╭─ Data listing
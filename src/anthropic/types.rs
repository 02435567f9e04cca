//! Tipos de dados para requisições e respostas da API Anthropic Messages.
//!
//! Usados pelo [`LlmSuggester`](crate::suggester::LlmSuggester) e pelo
//! [`LlmCodeAnalyzer`](crate::suggester::LlmCodeAnalyzer).

use serde::{Deserialize, Serialize};

/// Corpo da requisição para o endpoint `/v1/messages`.
#[derive(Debug, Clone, Serialize, Deserialize)]
pub struct MessagesRequest {
    pub model: String,
    pub max_tokens: u32,
    /// Instruções de sistema; omitidas do JSON quando ausentes.
    #[serde(default, skip_serializing_if = "Option::is_none")]
    pub system: Option<String>,
    #[serde(default, skip_serializing_if = "Option::is_none")]
    pub temperature: Option<f32>,
    pub messages: Vec<Message>,
}

impl MessagesRequest {
    /// Monta uma requisição de turno único com o papel `user`.
    pub fn single_turn(model: impl Into<String>, max_tokens: u32, content: String) -> Self {
        Self {
            model: model.into(),
            max_tokens,
            system: None,
            temperature: None,
            messages: vec![Message {
                role: "user".into(),
                content,
            }],
        }
    }
}

#[derive(Debug, Clone, Serialize, Deserialize)]
pub struct Message {
    /// Papel do remetente: "user" ou "assistant".
    pub role: String,
    pub content: String,
}

/// Resposta retornada pelo endpoint `/v1/messages`.
#[derive(Debug, Clone, Serialize, Deserialize)]
pub struct MessagesResponse {
    pub id: String,
    pub content: Vec<ContentBlock>,
    pub model: String,
    pub stop_reason: Option<String>,
    pub usage: Usage,
}

impl MessagesResponse {
    /// Concatena todos os blocos de texto da resposta.
    pub fn text(&self) -> String {
        self.content
            .iter()
            .filter(|b| b.content_type == "text")
            .map(|b| b.text.as_str())
            .collect::<Vec<_>>()
            .join("")
    }
}

/// O campo `content_type` é serializado como `"type"` no JSON.
#[derive(Debug, Clone, Serialize, Deserialize)]
pub struct ContentBlock {
    #[serde(rename = "type")]
    pub content_type: String,
    #[serde(default)]
    pub text: String,
}

#[derive(Debug, Clone, Serialize, Deserialize)]
pub struct Usage {
    pub input_tokens: u32,
    pub output_tokens: u32,
}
╰─
The problem: The data above is to be restated line for line, word for word.

Your response:
filename src/anthropic/types.rs
repository 02435567f9e04cca
//! Tipos de dados para requisições e respostas da API Anthropic Messages.
//!
//! Usados pelo [`LlmSuggester`](crate::suggester::LlmSuggester) e pelo
//! [`LlmCodeAnalyzer`](crate::suggester::LlmCodeAnalyzer).

use serde::{Deserialize, Serialize};

/// Corpo da requisição para o endpoint `/v1/messages`.
#[derive(Debug, Clone, Serialize, Deserialize)]
pub struct MessagesRequest {
    pub model: String,
    pub max_tokens: u32,
    /// Instruções de sistema; omitidas do JSON quando ausentes.
    #[serde(default, skip_serializing_if = "Option::is_none")]
    pub system: Option<String>,
    #[serde(default, skip_serializing_if = "Option::is_none")]
    pub temperature: Option<f32>,
    pub messages: Vec<Message>,
}

impl MessagesRequest {
    /// Monta uma requisição de turno único com o papel `user`.
    pub fn single_turn(model: impl Into<String>, max_tokens: u32, content: String) -> Self {
        Self {
            model: model.into(),
            max_tokens,
            system: None,
            temperature: None,
            messages: vec![Message {
                role: "user".into(),
                content,
            }],
        }
    }
}

#[derive(Debug, Clone, Serialize, Deserialize)]
pub struct Message {
    /// Papel do remetente: "user" ou "assistant".
    pub role: String,
    pub content: String,
}

/// Resposta retornada pelo endpoint `/v1/messages`.
#[derive(Debug, Clone, Serialize, Deserialize)]
pub struct MessagesResponse {
    pub id: String,
    pub content: Vec<ContentBlock>,
    pub model: String,
    pub stop_reason: Option<String>,
    pub usage: Usage,
}

impl MessagesResponse {
    /// Concatena todos os blocos de texto da resposta.
    pub fn text(&self) -> String {
        self.content
            .iter()
            .filter(|b| b.content_type == "text")
            .map(|b| b.text.as_str())
            .collect::<Vec<_>>()
            .join("")
    }
}

/// O campo `content_type` é serializado como `"type"` no JSON.
#[derive(Debug, Clone, Serialize, Deserialize)]
pub struct ContentBlock {
    #[serde(rename = "type")]
    pub content_type: String,
    #[serde(default)]
    pub text: String,
}

#[derive(Debug, Clone, Serialize, Deserialize)]
pub struct Usage {
    pub input_tokens: u32,
    pub output_tokens: u32,
}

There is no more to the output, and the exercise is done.